■ **How to complete this task**
Emit an exact copy of the lines running from the start of the records to the line containing "the health check route", both included.

Saved data entries:
******

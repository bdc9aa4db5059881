// ABOUTME: Health check route handler for service monitoring
// ABOUTME: Reports liveness with the current server time
//
// SPDX-License-Identifier: MIT OR Apache-2.0
// Copyright (c) 2025 Pierre Fitness Intelligence

use axum::routing::get;
use axum::{Json, Router};
use chrono::Utc;
use serde_json::{json, Value};

/// Health routes implementation
pub struct HealthRoutes;

impl HealthRoutes {
    /// Create the health check route
    pub fn routes() -> Router {
        Router::new().route("/health", get(Self::health_handler))
    }

    async fn health_handler() -> Json<Value> {
        Json(json!({
            "status": "ok",
            "timestamp": Utc::now().to_rfc3339()
        }))
    }
}
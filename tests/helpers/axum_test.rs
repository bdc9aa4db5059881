// ABOUTME: Axum HTTP testing utilities for integration tests
// ABOUTME: Provides helpers to test Axum routes without running a full server
//
// SPDX-License-Identifier: MIT OR Apache-2.0
// Copyright (c) 2025 Pierre Fitness Intelligence

use axum::body::{to_bytes, Body};
use axum::http::{header, HeaderMap, Method, Request, StatusCode};
use axum::Router;
use serde::de::DeserializeOwned;
use serde::Serialize;
use tower::ServiceExt;

/// Helper to build and execute HTTP requests against Axum routers
pub struct AxumTestRequest {
    method: Method,
    uri: String,
    headers: Vec<(String, String)>,
    body: Option<String>,
}

impl AxumTestRequest {
    fn new(method: Method, uri: &str) -> Self {
        Self {
            method,
            uri: uri.to_owned(),
            headers: Vec::new(),
            body: None,
        }
    }

    /// Create a new GET request
    pub fn get(uri: &str) -> Self {
        Self::new(Method::GET, uri)
    }

    /// Create a new POST request
    pub fn post(uri: &str) -> Self {
        Self::new(Method::POST, uri)
    }

    /// Add a header to the request
    pub fn header(mut self, key: &str, value: &str) -> Self {
        self.headers.push((key.to_owned(), value.to_owned()));
        self
    }

    /// Add a bearer token
    pub fn bearer(self, token: &str) -> Self {
        let value = format!("Bearer {token}");
        self.header(header::AUTHORIZATION.as_str(), &value)
    }

    /// Add JSON body to the request
    pub fn json<T: Serialize>(mut self, data: &T) -> Self {
        self.body = Some(serde_json::to_string(data).expect("Failed to serialize JSON"));
        self.headers.push((
            header::CONTENT_TYPE.as_str().to_owned(),
            "application/json".to_owned(),
        ));
        self
    }

    /// Execute the request against an Axum router
    pub async fn send(self, app: Router) -> AxumTestResponse {
        let mut builder = Request::builder().method(self.method).uri(self.uri);

        for (key, value) in self.headers {
            builder = builder.header(key, value);
        }

        let body = self.body.unwrap_or_default();
        let request = builder
            .body(Body::from(body))
            .expect("Failed to build request");

        let response = app
            .oneshot(request)
            .await
            .expect("Failed to execute request");

        let status = response.status();
        let headers = response.headers().clone();
        let body = to_bytes(response.into_body(), usize::MAX)
            .await
            .expect("Failed to read response body")
            .to_vec();

        AxumTestResponse {
            status,
            headers,
            body,
        }
    }
}

/// Wrapper around Axum HTTP response for testing
pub struct AxumTestResponse {
    status: StatusCode,
    headers: HeaderMap,
    body: Vec<u8>,
}

impl AxumTestResponse {
    /// Get the response status code as u16 for easy assertion
    pub const fn status(&self) -> u16 {
        self.status.as_u16()
    }

    /// Get a response header as text
    pub fn header(&self, name: &str) -> Option<String> {
        self.headers
            .get(name)
            .and_then(|value| value.to_str().ok())
            .map(str::to_owned)
    }

    /// Get the response body as a JSON value
    pub fn json<T: DeserializeOwned>(self) -> T {
        serde_json::from_slice(&self.body).expect("Failed to deserialize JSON response")
    }

    /// Get the response body as a string
    pub fn text(self) -> String {
        String::from_utf8(self.body).expect("Failed to decode response as UTF-8")
    }

    /// Assert that the status code matches
    pub fn assert_status(self, expected: StatusCode) -> Self {
        assert_eq!(
            self.status,
            expected,
            "unexpected status, body: {}",
            String::from_utf8_lossy(&self.body)
        );
        self
    }
}
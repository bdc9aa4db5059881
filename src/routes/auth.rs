// ABOUTME: Registration and login route handlers
// ABOUTME: Creates users keyed by phone number and issues bearer tokens for the mobile client
//
// SPDX-License-Identifier: MIT OR Apache-2.0
// Copyright (c) 2025 Pierre Fitness Intelligence

//! Authentication routes
//!
//! There are no passwords: a phone number identifies the user, and the
//! returned token must accompany every data request.

use std::sync::Arc;

use axum::extract::State;
use axum::http::StatusCode;
use axum::response::{IntoResponse, Response};
use axum::routing::post;
use axum::{Json, Router};
use chrono::{DateTime, NaiveDate};
use companion_core::models::User;
use serde::{Deserialize, Serialize};

use super::{require, ServerResources};
use crate::errors::{AppError, AppResult, ErrorCode};
use crate::logging::AppLogger;

/// Registration payload
#[derive(Debug, Clone, Default, Deserialize)]
#[serde(rename_all = "camelCase")]
pub struct RegisterRequest {
    /// Display name
    pub name: Option<String>,
    /// Phone number, unique per user
    pub phone: Option<String>,
    /// `YYYY-MM-DD` or an RFC 3339 timestamp
    pub birth_date: Option<String>,
}

/// Login payload
#[derive(Debug, Clone, Default, Deserialize)]
#[serde(rename_all = "camelCase")]
pub struct LoginRequest {
    /// Registered phone number
    pub phone: Option<String>,
}

/// Response to a successful registration or login
#[derive(Debug, Clone, Serialize, Deserialize)]
#[serde(rename_all = "camelCase")]
pub struct AuthResponse {
    /// Always `true`
    pub success: bool,
    /// The authenticated user
    pub user: User,
    /// Bearer token
    pub token: String,
}

/// Authentication routes implementation
pub struct AuthRoutes;

impl AuthRoutes {
    /// Create registration and login routes
    pub fn routes(resources: Arc<ServerResources>) -> Router {
        Router::new()
            .route("/api/auth/register", post(Self::handle_register))
            .route("/api/auth/login", post(Self::handle_login))
            .with_state(resources)
    }

    async fn handle_register(
        State(resources): State<Arc<ServerResources>>,
        Json(request): Json<RegisterRequest>,
    ) -> Result<Response, AppError> {
        let name = non_blank(require(request.name, "name")?, "name")?;
        let phone = non_blank(require(request.phone, "phone")?, "phone")?;
        let birth_date = parse_birth_date(&require(request.birth_date, "birthDate")?)?;

        let user = User::new(name, birth_date, phone);
        if let Err(e) = resources.database.create_user(&user).await {
            AppLogger::log_auth_event(&user.id.to_string(), "register", false);
            return Err(e);
        }

        let token = resources.auth_manager.generate_token(&user)?;
        AppLogger::log_auth_event(&user.id.to_string(), "register", true);

        let response = AuthResponse {
            success: true,
            user,
            token,
        };
        Ok((StatusCode::CREATED, Json(response)).into_response())
    }

    async fn handle_login(
        State(resources): State<Arc<ServerResources>>,
        Json(request): Json<LoginRequest>,
    ) -> Result<Json<AuthResponse>, AppError> {
        let phone = non_blank(require(request.phone, "phone")?, "phone")?;

        let Some(user) = resources.database.get_user_by_phone(&phone).await? else {
            AppLogger::log_auth_event("unknown", "login", false);
            return Err(AppError::not_found("User"));
        };

        let token = resources.auth_manager.generate_token(&user)?;
        AppLogger::log_auth_event(&user.id.to_string(), "login", true);

        Ok(Json(AuthResponse {
            success: true,
            user,
            token,
        }))
    }
}

fn non_blank(value: String, field: &str) -> AppResult<String> {
    let trimmed = value.trim();
    if trimmed.is_empty() {
        Err(AppError::missing_field(field))
    } else {
        Ok(trimmed.to_owned())
    }
}

/// Accept a plain date or a full timestamp, keeping only the date part
fn parse_birth_date(raw: &str) -> AppResult<NaiveDate> {
    let raw = raw.trim();
    NaiveDate::parse_from_str(raw, "%Y-%m-%d")
        .or_else(|_| DateTime::parse_from_rfc3339(raw).map(|timestamp| timestamp.date_naive()))
        .map_err(|_| {
            AppError::new(
                ErrorCode::InvalidFormat,
                format!("birthDate must be YYYY-MM-DD: {raw}"),
            )
        })
}

#[cfg(test)]
mod tests {
    use super::*;

    #[test]
    fn test_birth_date_formats() {
        let expected = NaiveDate::from_ymd_opt(1985, 3, 15).unwrap();
        assert_eq!(parse_birth_date("1985-03-15").unwrap(), expected);
        assert_eq!(
            parse_birth_date("1985-03-15T00:00:00.000Z").unwrap(),
            expected
        );
        assert_eq!(
            parse_birth_date("15/03/1985").unwrap_err().code,
            ErrorCode::InvalidFormat
        );
    }

    #[test]
    fn test_blank_fields_rejected() {
        assert_eq!(non_blank("  김철수 ".to_owned(), "name").unwrap(), "김철수");
        assert_eq!(
            non_blank("   ".to_owned(), "phone").unwrap_err().code,
            ErrorCode::MissingRequiredField
        );
    }
}
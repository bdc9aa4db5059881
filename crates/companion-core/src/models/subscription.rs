// ABOUTME: Subscription model for monthly contributions and projected coverage
// ABOUTME: Status is active on enrollment; deactivation happens outside this server
//
// SPDX-License-Identifier: MIT OR Apache-2.0
// Copyright (c) 2025 Pierre Fitness Intelligence

use chrono::{DateTime, Utc};
use serde::{Deserialize, Serialize};
use std::fmt;
use std::str::FromStr;
use uuid::Uuid;

use crate::errors::AppError;

/// Enrollment status
#[derive(Debug, Clone, Copy, PartialEq, Eq, Hash, Serialize, Deserialize)]
#[serde(rename_all = "snake_case")]
pub enum SubscriptionStatus {
    /// Contributions are being collected
    Active,
    /// Enrollment ended
    Inactive,
}

impl SubscriptionStatus {
    /// Storage representation
    #[must_use]
    pub const fn as_str(self) -> &'static str {
        match self {
            Self::Active => "active",
            Self::Inactive => "inactive",
        }
    }
}

impl fmt::Display for SubscriptionStatus {
    fn fmt(&self, f: &mut fmt::Formatter<'_>) -> fmt::Result {
        f.write_str(self.as_str())
    }
}

impl FromStr for SubscriptionStatus {
    type Err = AppError;

    fn from_str(s: &str) -> Result<Self, Self::Err> {
        match s {
            "active" => Ok(Self::Active),
            "inactive" => Ok(Self::Inactive),
            other => Err(AppError::invalid_input(format!(
                "Unknown subscription status: {other}"
            ))),
        }
    }
}

/// Recurring monthly contribution with its derived coverage
#[derive(Debug, Clone, PartialEq, Serialize, Deserialize)]
#[serde(rename_all = "camelCase")]
pub struct Subscription {
    /// Unique subscription ID
    pub id: Uuid,
    /// Owning user
    pub user_id: Uuid,
    /// Monthly contribution in won
    pub monthly_amount: i64,
    /// Projected coverage in won
    pub coverage_amount: i64,
    /// Fraction of the estimated medical cost covered
    pub coverage_ratio: f64,
    /// Enrollment status
    pub status: SubscriptionStatus,
    /// Enrollment time
    pub started_at: DateTime<Utc>,
}

impl Subscription {
    /// Whether contributions are still being collected
    #[must_use]
    pub fn is_active(&self) -> bool {
        self.status == SubscriptionStatus::Active
    }
}
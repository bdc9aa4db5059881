// ABOUTME: Server binary for the companion chat backend
// ABOUTME: Loads configuration, wires storage, auth, model provider and routes, then serves HTTP
//
// SPDX-License-Identifier: MIT OR Apache-2.0
// Copyright (c) 2025 Pierre Fitness Intelligence

//! # Companion Server Binary
//!
//! Configuration comes from the environment (and `.env`); command-line flags
//! override the listen port and database location.

use std::future;
use std::net::SocketAddr;
use std::sync::Arc;

use anyhow::{Context, Result};
use clap::Parser;
use companion_server::auth::AuthManager;
use companion_server::chat::PromptTemplate;
use companion_server::config::{DatabaseUrl, ServerConfig};
use companion_server::database::Database;
use companion_server::llm::{ChatProvider, LlmProvider};
use companion_server::logging;
use companion_server::routes::{build_router, ServerResources};
use companion_server::services::{ChatOrchestrator, OrchestratorConfig};
use companion_server::websocket::NotificationHub;
use tokio::fs;
use tokio::net::TcpListener;
use tokio::signal;
use tracing::{info, warn};

#[derive(Parser)]
#[command(name = "companion-server")]
#[command(about = "Companion API - future-self persona chat for health and savings")]
pub struct Args {
    /// Override HTTP port
    #[arg(long)]
    http_port: Option<u16>,

    /// Override database URL
    #[arg(long)]
    database_url: Option<String>,
}

#[tokio::main]
async fn main() -> Result<()> {
    let args = Args::parse();

    logging::init_from_env()?;

    let mut config = ServerConfig::from_env()?;
    if let Some(http_port) = args.http_port {
        config.http_port = http_port;
    }
    if let Some(database_url) = args.database_url.as_deref() {
        config.database.url = DatabaseUrl::parse_url(database_url)?;
    }
    config.validate()?;

    info!("Starting companion server");
    info!("{}", config.summary());

    if let DatabaseUrl::SQLite { path } = &config.database.url {
        if let Some(parent) = path.parent().filter(|p| !p.as_os_str().is_empty()) {
            fs::create_dir_all(parent)
                .await
                .with_context(|| format!("Failed to create {}", parent.display()))?;
        }
    }

    let database = Arc::new(Database::new(&config.database.url.to_connection_string()).await?);
    info!("Database initialized: {}", config.database.url);

    let auth_manager = Arc::new(AuthManager::from_config(&config.auth, config.environment)?);

    let provider: Arc<dyn LlmProvider> = Arc::new(ChatProvider::from_config(&config.llm)?);
    if !provider.health_check().await.unwrap_or(false) {
        warn!(
            llm.provider = provider.name(),
            "Model provider did not pass its health check; chat requests may fail"
        );
    }

    let template = Arc::new(PromptTemplate::from_optional_path(
        config.chat.persona_template_path.as_deref(),
    )?);

    let orchestrator = Arc::new(ChatOrchestrator::new(
        Arc::clone(&database),
        provider,
        template,
        OrchestratorConfig::from_chat_config(&config.chat, config.llm.model.clone()),
    ));

    let http_port = config.http_port;
    let resources = Arc::new(ServerResources::new(
        database,
        Arc::clone(&auth_manager),
        orchestrator,
        Arc::new(NotificationHub::new(auth_manager)),
        Arc::new(config),
    ));
    let app = build_router(resources);

    let addr = SocketAddr::from(([0, 0, 0, 0], http_port));
    let listener = TcpListener::bind(addr)
        .await
        .with_context(|| format!("Failed to bind {addr}"))?;
    info!("Companion server listening on {addr}");

    axum::serve(listener, app)
        .with_graceful_shutdown(shutdown_signal())
        .await
        .context("HTTP server failed")?;

    info!("Companion server stopped");
    Ok(())
}

async fn shutdown_signal() {
    if let Err(e) = signal::ctrl_c().await {
        warn!("Failed to listen for shutdown signal: {e}");
        // Without a signal handler the server runs until killed
        future::pending::<()>().await;
    }
    info!("Shutdown signal received");
}
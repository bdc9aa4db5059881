// ABOUTME: Criterion benchmarks for the per-message conversation pipeline
// ABOUTME: Measures keyword classification and context window assembly
//
// SPDX-License-Identifier: MIT OR Apache-2.0
// Copyright (c) 2025 Pierre Fitness Intelligence

//! Criterion benchmarks for the synchronous parts of a chat exchange.
//!
//! Classification runs twice per exchange and window assembly once, so both
//! sit on the request path ahead of the model call.

#![allow(
    clippy::missing_docs_in_private_items,
    clippy::unwrap_used,
    missing_docs
)]

use chrono::{Duration, Utc};
use companion_core::models::{AgentType, Category, ConversationTurn, SenderRole};
use companion_server::chat::{build_context_window, classify};
use criterion::{black_box, criterion_group, criterion_main, BenchmarkId, Criterion};
use uuid::Uuid;

const SAMPLE_MESSAGES: [&str; 6] = [
    "건강검진 결과가 나왔어요",
    "이번 달 적립금은 얼마인가요?",
    "오늘 혈압이 조금 높았어요",
    "병원 예약을 하고 싶어요",
    "지난달 리포트 보여줘",
    "오늘 날씨가 참 좋네요",
];

/// Newest-first history of alternating user and agent turns
fn generate_history(count: usize) -> Vec<ConversationTurn> {
    let user_id = Uuid::new_v4();
    let now = Utc::now();
    (0..count)
        .map(|i| ConversationTurn {
            id: Uuid::new_v4(),
            user_id,
            agent_type: AgentType::SelfPersona,
            sender_role: if i % 2 == 0 {
                SenderRole::Agent
            } else {
                SenderRole::User
            },
            message: SAMPLE_MESSAGES[i % SAMPLE_MESSAGES.len()].to_owned(),
            category: Category::DailyHealthCare,
            created_at: now - Duration::seconds(i64::try_from(i).unwrap()),
        })
        .collect()
}

fn bench_classify(c: &mut Criterion) {
    let mut group = c.benchmark_group("classify");

    group.bench_function("keyword_hit", |b| {
        b.iter(|| classify(black_box("건강검진 결과가 나왔어요")));
    });

    // Falls through every rule to the default category
    group.bench_function("no_match", |b| {
        b.iter(|| classify(black_box("오늘 날씨가 참 좋네요")));
    });

    let long_message = SAMPLE_MESSAGES[5].repeat(50);
    group.bench_function("long_no_match", |b| {
        b.iter(|| classify(black_box(&long_message)));
    });

    group.finish();
}

fn bench_context_window(c: &mut Criterion) {
    let mut group = c.benchmark_group("context_window");

    for history_len in [4_usize, 10, 50] {
        let history = generate_history(history_len);
        group.bench_with_input(
            BenchmarkId::from_parameter(history_len),
            &history,
            |b, history| {
                b.iter(|| build_context_window(black_box(history.clone()), 10));
            },
        );
    }

    group.finish();
}

criterion_group!(benches, bench_classify, bench_context_window);
criterion_main!(benches);
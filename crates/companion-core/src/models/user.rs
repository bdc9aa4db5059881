// ABOUTME: Registered user model
// ABOUTME: Identity, display name, birth date and phone number
//
// SPDX-License-Identifier: MIT OR Apache-2.0
// Copyright (c) 2025 Pierre Fitness Intelligence

use chrono::{DateTime, NaiveDate, Utc};
use serde::{Deserialize, Serialize};
use uuid::Uuid;

/// A registered person. Created at registration and never updated afterwards.
#[derive(Debug, Clone, PartialEq, Eq, Serialize, Deserialize)]
#[serde(rename_all = "camelCase")]
pub struct User {
    /// Unique user ID
    pub id: Uuid,
    /// Display name, used by the persona to address the user
    pub name: String,
    /// Date of birth
    pub birth_date: NaiveDate,
    /// Phone number, unique across users
    pub phone: String,
    /// Registration time
    pub created_at: DateTime<Utc>,
}

impl User {
    /// Build a new user with a fresh ID
    #[must_use]
    pub fn new(name: String, birth_date: NaiveDate, phone: String) -> Self {
        Self {
            id: Uuid::new_v4(),
            name,
            birth_date,
            phone,
            created_at: Utc::now(),
        }
    }
}
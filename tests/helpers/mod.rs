// ABOUTME: Shared test helpers for integration tests
// ABOUTME: Exports the Axum request/response test harness
//
// SPDX-License-Identifier: MIT OR Apache-2.0
// Copyright (c) 2025 Pierre Fitness Intelligence

#![allow(clippy::unwrap_used, clippy::expect_used, clippy::panic)]

pub mod axum_test;
// ABOUTME: Health record route handlers for recording vitals and reading analysis
// ABOUTME: Stores daily snapshots, lists them newest first and serves the risk analysis
//
// SPDX-License-Identifier: MIT OR Apache-2.0
// Copyright (c) 2025 Pierre Fitness Intelligence

use std::sync::Arc;

use axum::extract::{Path, Query, State};
use axum::http::StatusCode;
use axum::response::{IntoResponse, Response};
use axum::routing::{get, post};
use axum::{Json, Router};
use companion_core::models::{HealthRecord, NewHealthRecord, RecordType};
use serde::{Deserialize, Serialize};

use super::{parse_user_id, require, ServerResources};
use crate::auth::AuthUser;
use crate::constants::health::DEFAULT_RECORD_LIMIT;
use crate::errors::{AppError, ErrorCode};
use crate::services::health_analysis::{self, HealthAnalysis};

/// Measurement payload; every vital is optional
#[derive(Debug, Clone, Default, Deserialize)]
#[serde(rename_all = "camelCase")]
pub struct RecordHealthRequest {
    /// Measured user
    pub user_id: Option<String>,
    /// Measured values
    #[serde(flatten)]
    pub values: NewHealthRecord,
}

/// Stored measurement
#[derive(Debug, Clone, Serialize, Deserialize)]
pub struct RecordHealthResponse {
    /// Always `true`
    pub success: bool,
    /// The new record
    pub record: HealthRecord,
}

/// Listing parameters
#[derive(Debug, Clone, Default, Deserialize)]
pub struct RecordListQuery {
    /// Maximum records to return
    pub limit: Option<i64>,
}

/// Recent measurements
#[derive(Debug, Clone, Serialize, Deserialize)]
pub struct RecordListResponse {
    /// Always `true`
    pub success: bool,
    /// Newest first
    pub records: Vec<HealthRecord>,
}

/// Analysis result
#[derive(Debug, Clone, Serialize, Deserialize)]
pub struct AnalysisResponse {
    /// Always `true`
    pub success: bool,
    /// Pressure band, trend and advice
    pub analysis: HealthAnalysis,
}

/// Health record routes implementation
pub struct HealthRecordRoutes;

impl HealthRecordRoutes {
    /// Create record and analysis routes
    pub fn routes(resources: Arc<ServerResources>) -> Router {
        Router::new()
            .route("/api/health/records", post(Self::handle_record))
            .route("/api/health/records/:user_id", get(Self::handle_list))
            .route("/api/health/analysis/:user_id", get(Self::handle_analysis))
            .with_state(resources)
    }

    async fn handle_record(
        State(resources): State<Arc<ServerResources>>,
        auth: AuthUser,
        Json(request): Json<RecordHealthRequest>,
    ) -> Result<Response, AppError> {
        let user_id = parse_user_id(&require(request.user_id, "userId")?)?;
        auth.ensure_owner(user_id)?;

        let record = resources
            .database
            .insert_health_record(user_id, &request.values, RecordType::Daily)
            .await?;

        Ok((
            StatusCode::CREATED,
            Json(RecordHealthResponse {
                success: true,
                record,
            }),
        )
            .into_response())
    }

    async fn handle_list(
        State(resources): State<Arc<ServerResources>>,
        auth: AuthUser,
        Path(user_id): Path<String>,
        Query(query): Query<RecordListQuery>,
    ) -> Result<Json<RecordListResponse>, AppError> {
        let user_id = parse_user_id(&user_id)?;
        auth.ensure_owner(user_id)?;

        let limit = query.limit.unwrap_or(DEFAULT_RECORD_LIMIT);
        if limit <= 0 {
            return Err(AppError::new(
                ErrorCode::ValueOutOfRange,
                "limit must be positive",
            ));
        }

        let records = resources
            .database
            .list_health_records(user_id, None, limit)
            .await?;

        Ok(Json(RecordListResponse {
            success: true,
            records,
        }))
    }

    async fn handle_analysis(
        State(resources): State<Arc<ServerResources>>,
        auth: AuthUser,
        Path(user_id): Path<String>,
    ) -> Result<Json<AnalysisResponse>, AppError> {
        let user_id = parse_user_id(&user_id)?;
        auth.ensure_owner(user_id)?;

        let analysis = health_analysis::analyze_user(&resources.database, user_id).await?;

        Ok(Json(AnalysisResponse {
            success: true,
            analysis,
        }))
    }
}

******

■ **Output for this exercise**
repository bdc9aa4db5059881
// ABOUTME: Health check route handler for service monitoring
// ABOUTME: Reports liveness with the current server time
//
// SPDX-License-Identifier: MIT OR Apache-2.0
// Copyright (c) 2025 Pierre Fitness Intelligence

use axum::routing::get;
use axum::{Json, Router};
use chrono::Utc;
use serde_json::{json, Value};

/// Health routes implementation
pub struct HealthRoutes;

impl HealthRoutes {
    /// Create the health check route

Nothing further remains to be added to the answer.